È un’eredità di come gli ami venivano graduati in origine, e nessuno l’ha mai corretta. La scala a numero semplice fu costruita in discesa a partire dagli ami piccoli, quindi i numeri più alti indicano ami più fini e piccoli, la stessa convenzione che vedi nei calibri del filo, dove un numero di calibro più alto significa filo più sottile. Quando i produttori ebbero bisogno di misure oltre il numero semplice più grande, avviarono una seconda scala ascendente con la designazione aught anziché rinumerare l’intero sistema. È per questo che la misura 1 e il 1/0 stanno adiacenti nel mezzo, con le scale che corrono in direzioni opposte.
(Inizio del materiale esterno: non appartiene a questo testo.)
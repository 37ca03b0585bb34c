//! # queue-tasks
//!
//! Consumes a message queue with a pool of workers and tails a sharded
//! change stream, tracking per-entity migration until every tracked entity
//! has completed.
//!
//! Backends are pluggable (in-process memory, or Postgres with pgmq), and
//! telemetry goes through tracing and OpenTelemetry.

pub mod backend;
pub mod config;
pub mod db;
pub mod engine;
pub mod error;
pub mod handler;
pub mod model;
pub mod producer;
pub mod telemetry;
pub mod tracker;
use super::{MemoryStream, lock};
use crate::backend::TableBackend;
use crate::error::{Error, Result};
use crate::model::{ChangeEvent, EntityMessages};
use async_trait::async_trait;
use chrono::Utc;
use std::collections::HashMap;
use std::sync::{Arc, Mutex};

/// Counter table that can publish a change event for every write.
#[derive(Debug)]
pub struct MemoryTable {
    name: String,
    items: Mutex<HashMap<String, i64>>,
    changes: Option<Arc<MemoryStream>>,
}

impl MemoryTable {
    pub fn new(name: &str) -> Self {
        Self {
            name: name.to_string(),
            items: Mutex::new(HashMap::new()),
            changes: None,
        }
    }

    /// Publish change events to `stream`, partitioned by entity id.
    pub fn with_change_stream(mut self, stream: Arc<MemoryStream>) -> Self {
        self.changes = Some(stream);
        self
    }

    pub fn get(&self, entity_id: &str) -> Option<i64> {
        lock(&self.items).get(entity_id).copied()
    }

    pub fn len(&self) -> usize {
        lock(&self.items).len()
    }

    pub fn is_empty(&self) -> bool {
        self.len() == 0
    }

    fn publish(&self, entity_id: &str, old: Option<i64>, new: i64) -> Result<()> {
        let Some(stream) = &self.changes else {
            return Ok(());
        };
        let event = ChangeEvent::counter_change(&self.name, entity_id, old, new, Utc::now());
        stream.append(entity_id, event.to_bytes()?)?;
        Ok(())
    }
}

#[async_trait]
impl TableBackend for MemoryTable {
    async fn put(&self, item: &EntityMessages) -> Result<()> {
        // Publish under the lock so per-entity events keep write order, and
        // before writing so a failed publish leaves the row untouched.
        let mut items = lock(&self.items);
        let old = items.get(&item.entity_id).copied();
        self.publish(&item.entity_id, old, item.message_count)?;
        items.insert(item.entity_id.clone(), item.message_count);
        Ok(())
    }

    async fn update_counter(&self, entity_id: &str, delta: i64) -> Result<i64> {
        let mut items = lock(&self.items);
        let count = items.get_mut(entity_id).ok_or_else(|| {
            Error::NotFound(format!("entity {entity_id} in table {}", self.name))
        })?;
        let old = *count;
        let new = old + delta;
        self.publish(entity_id, Some(old), new)?;
        *count = new;
        Ok(new)
    }
}
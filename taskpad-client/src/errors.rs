use thiserror::Error;

/// Everything a client operation can fail with.
///
/// Remote-call failures are converted to these kinds at the component
/// boundary; raw transport errors never reach the caller.
#[derive(Error, Debug)]
pub enum ClientError {
    #[error("Authentication failed: {0}")]
    AuthenticationFailed(String),

    #[error("No active session")]
    Unauthenticated,

    #[error("Network error: {0}")]
    Network(String),

    #[error("Session rejected by server")]
    AuthorizationExpired,

    #[error("No task with id {0} in local cache")]
    NotFound(i64),

    #[error("Failed to create task: {0}")]
    CreateFailed(String),

    #[error("Failed to update task {id}: {reason}")]
    UpdateFailed { id: i64, reason: String },

    #[error("Failed to delete task {id}: {reason}")]
    DeleteFailed { id: i64, reason: String },

    #[error("Server rejected request ({status}): {message}")]
    Rejected { status: u16, message: String },

    #[error("Storage error: {0}")]
    Storage(#[from] sqlx::Error),

    #[error("I/O error: {0}")]
    Io(#[from] std::io::Error),

    #[error("Serialization error: {0}")]
    Serialization(#[from] serde_json::Error),
}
Quale misura d’amo dovrei usare per il black bass?

Dipende più dalla tua esca che dal bass. Per le plastiche morbide, abbina l’amo al volume della plastica: un worm da 8-10 centimetri richiede un amo extra-wide-gap 2/0 o 3/0, mentre un worm da 25 centimetri o un creature bait voluminoso vuole un 4/0 o 5/0. Per l’esca viva come shiner e shad, uno standard è un amo octopus o circle dal 2/0 al 4/0 dimensionato sul pesce foraggio. Per crankbait e artificiali di superficie usi in genere le ancorette che sono venute con l’esca, anche se sostituire gli ami di fabbrica spuntati con equivalenti più affilati della stessa misura è uno dei miglioramenti più economici che tu possa fare.

Gli ami circle sono migliori degli ami a J?
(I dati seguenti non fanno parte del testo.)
use chrono::{DateTime, Utc};
use serde::{Deserialize, Serialize};

/// A single task as the server reports it.
///
/// `id` and `created_at` are assigned server-side and never change; the
/// remaining fields are mutable only through explicit update calls. The wire
/// format is camelCase JSON (`createdAt`).
#[derive(Debug, Clone, PartialEq, Serialize, Deserialize)]
#[serde(rename_all = "camelCase")]
pub struct Task {
    pub id: i64,
    pub title: String,
    pub description: String,
    pub completed: bool,
    pub created_at: DateTime<Utc>,
}
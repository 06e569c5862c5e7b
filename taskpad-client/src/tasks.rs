use std::sync::Arc;

use taskpad_core::models::Task;
use taskpad_core::protocol::{NewTask, TaskUpdate};
use tokio::sync::Mutex;

use crate::errors::ClientError;
use crate::events::EventDispatcher;
use crate::http::ApiClient;
use crate::session::SessionManager;

/// Locally cached, server-authoritative view of the user's tasks.
///
/// Every operation requires an active session and fails closed without one.
/// Mutations are transactional from the caller's perspective: they either
/// fully succeed and patch the cache, or fail and leave it exactly as it
/// was. Only [`TaskStore::refresh`] may rebuild the cache wholesale; the
/// other operations patch the minimum state they touch so two in-flight
/// calls cannot clobber each other's unrelated entries.
pub struct TaskStore {
    api: ApiClient,
    session: Arc<SessionManager>,
    cache: Mutex<Vec<Task>>,
    events: Arc<EventDispatcher>,
}

impl TaskStore {
    pub fn new(
        api: ApiClient,
        session: Arc<SessionManager>,
        events: Arc<EventDispatcher>,
    ) -> Self {
        Self {
            api,
            session,
            cache: Mutex::new(Vec::new()),
            events,
        }
    }

    /// Snapshot of the cached collection, in server order.
    pub async fn tasks(&self) -> Vec<Task> {
        self.cache.lock().await.clone()
    }

    /// Fetches the full collection and replaces the cache wholesale.
    pub async fn refresh(&self) -> Result<Vec<Task>, ClientError> {
        let token = self.session.bearer().await?;

        let tasks: Vec<Task> = match self.api.get_json("/tasks", Some(&token)).await {
            Ok(tasks) => tasks,
            Err(e) => return Err(self.fail(e).await),
        };

        *self.cache.lock().await = tasks.clone();
        tracing::info!("Task cache rebuilt with {} tasks", tasks.len());
        self.events.emit_tasks_refreshed(tasks.len());
        Ok(tasks)
    }

    /// Creates a task server-side, then refreshes so the server-assigned
    /// `id` and `created_at` land in the cache.
    ///
    /// Both fields must be non-empty. Repeated calls create duplicate tasks;
    /// the server applies no deduplication. Note the returned error does not
    /// imply the task was never created — a later [`TaskStore::refresh`]
    /// reconciles.
    pub async fn create(&self, title: &str, description: &str) -> Result<Task, ClientError> {
        let token = self.session.bearer().await?;

        if title.trim().is_empty() {
            return Err(ClientError::CreateFailed(
                "title must not be empty".to_string(),
            ));
        }
        if description.trim().is_empty() {
            return Err(ClientError::CreateFailed(
                "description must not be empty".to_string(),
            ));
        }

        let body = NewTask {
            title: title.to_string(),
            description: description.to_string(),
        };

        let created: Task = match self.api.post_json("/tasks", &body, Some(&token)).await {
            Ok(task) => task,
            Err(e) => return Err(self.fail(map_create(e)).await),
        };

        tracing::info!("Created task {} on server", created.id);
        self.events.emit_task_created(created.id);

        self.refresh().await?;
        Ok(created)
    }

    /// Flips a task's `completed` flag, confirm-then-patch: the cache entry
    /// changes only after the server acknowledged the update.
    ///
    /// The PATCH body resends the unchanged `title` and `description`
    /// alongside the flipped flag; the endpoint clears omitted fields.
    pub async fn toggle_completion(&self, id: i64) -> Result<Task, ClientError> {
        let token = self.session.bearer().await?;

        let update = {
            let cache = self.cache.lock().await;
            let task = cache
                .iter()
                .find(|t| t.id == id)
                .ok_or(ClientError::NotFound(id))?;
            TaskUpdate {
                title: task.title.clone(),
                description: task.description.clone(),
                completed: !task.completed,
            }
        };

        let path = format!("/tasks/{}", id);
        let confirmed: Task = match self.api.patch_json(&path, &update, Some(&token)).await {
            Ok(task) => task,
            Err(e) => return Err(self.fail(map_update(id, e)).await),
        };

        // Patch the single flag; the entry may have been removed by a
        // concurrent delete, in which case there is nothing to patch.
        let mut cache = self.cache.lock().await;
        if let Some(task) = cache.iter_mut().find(|t| t.id == id) {
            task.completed = confirmed.completed;
        }
        drop(cache);

        self.events.emit_task_updated(id);
        Ok(confirmed)
    }

    /// Deletes a task server-side and drops the matching cache entry.
    ///
    /// A returned error does not imply the server kept the task — the
    /// response may have been lost after the delete applied. A later
    /// [`TaskStore::refresh`] reconciles.
    pub async fn remove(&self, id: i64) -> Result<(), ClientError> {
        let token = self.session.bearer().await?;

        let path = format!("/tasks/{}", id);
        if let Err(e) = self.api.delete(&path, Some(&token)).await {
            return Err(self.fail(map_delete(id, e)).await);
        }

        self.cache.lock().await.retain(|t| t.id != id);
        tracing::info!("Deleted task {}", id);
        self.events.emit_task_removed(id);
        Ok(())
    }

    /// Routes an authorization rejection through implicit logout before the
    /// error is handed back to the caller.
    async fn fail(&self, err: ClientError) -> ClientError {
        if matches!(err, ClientError::AuthorizationExpired) {
            if let Err(e) = self.session.invalidate().await {
                tracing::error!("Failed to clear invalidated session: {}", e);
            }
        }
        self.events.emit_sync_error(&err.to_string());
        err
    }
}

fn map_create(err: ClientError) -> ClientError {
    match err {
        ClientError::Rejected { message, .. } | ClientError::Network(message) => {
            ClientError::CreateFailed(message)
        }
        other => other,
    }
}

fn map_update(id: i64, err: ClientError) -> ClientError {
    match err {
        ClientError::Rejected { message, .. } | ClientError::Network(message) => {
            ClientError::UpdateFailed {
                id,
                reason: message,
            }
        }
        other => other,
    }
}

fn map_delete(id: i64, err: ClientError) -> ClientError {
    match err {
        ClientError::Rejected { message, .. } | ClientError::Network(message) => {
            ClientError::DeleteFailed {
                id,
                reason: message,
            }
        }
        other => other,
    }
}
Sono migliori per un compito specifico, non in assoluto. Gli ami circle eccellono con esca viva e tagliata pescata su filo lasco o leggermente in tensione, dove un pesce può inghiottire l’esca prima che tu reagisca: il design trascina l’amo all’angolo della mascella anziché in gola, il che riduce nettamente la mortalità sul pesce rilasciato. È per questo che le normative li richiedono sempre più. Sono poco adatti agli artificiali che stai lavorando attivamente, alle tecniche che richiedono una ferrata immediata e ai pescatori che non riescono a vincere il riflesso di colpire. Usa i circle per l’esca, gli ami a J e i wide gap per gli artificiali.

Considerazioni finali

La numerazione è davvero un pessimo progetto, ma sono solo due scale che si incontrano alla misura 1: i numeri decrescenti diventano più grandi fino a 1, poi i numeri aught diventano più grandi dal 1/0 in poi. Impara questo, e tutto il resto sulla scelta degli ami diventa pratico anziché criptico.

Abbina l’amo prima all’esca, rispetta la bocca del pesce, scegli una foggia adatta alla tecnica e mantieni la punta affilata. Metti tra i preferiti la tabella qui sopra e controlla le normative locali sugli ami prima di uscire.